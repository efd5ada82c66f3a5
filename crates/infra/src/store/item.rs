use std::collections::BTreeMap;

use serde::{Deserialize, Serialize};

use posflag_core::{Entity, ItemId};

/// Host catalog item as seen by this workspace: identity plus metadata.
#[derive(Debug, Clone, PartialEq, Eq, Serialize, Deserialize)]
pub struct CatalogItem {
    pub id: ItemId,
    #[serde(default)]
    pub meta: BTreeMap<String, String>,
}

impl CatalogItem {
    pub fn new(id: ItemId) -> Self {
        Self {
            id,
            meta: BTreeMap::new(),
        }
    }

    pub(crate) fn write_meta(&mut self, key: &str, value: Option<&str>) {
        match value {
            Some(v) => {
                self.meta.insert(key.to_string(), v.to_string());
            }
            None => {
                self.meta.remove(key);
            }
        }
    }

    /// Compare-and-set on one field; `true` if written.
    pub(crate) fn swap_meta(&mut self, key: &str, expected: Option<&str>, value: &str) -> bool {
        if self.meta.get(key).map(String::as_str) != expected {
            return false;
        }
        self.meta.insert(key.to_string(), value.to_string());
        true
    }
}

impl Entity for CatalogItem {
    type Id = ItemId;

    fn id(&self) -> &Self::Id {
        &self.id
    }
}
——
- How to complete this task -
Print exactly the lines of the records from the one containing "Compare-and-set on one" through the end, and nothing besides them.

- Reply -
    /// Compare-and-set on one field; `true` if written.
    pub(crate) fn swap_meta(&mut self, key: &str, expected: Option<&str>, value: &str) -> bool {
        if self.meta.get(key).map(String::as_str) != expected {
            return false;
        }
        self.meta.insert(key.to_string(), value.to_string());
        true
    }
}

impl Entity for CatalogItem {
    type Id = ItemId;

    fn id(&self) -> &Self::Id {
        &self.id
    }
}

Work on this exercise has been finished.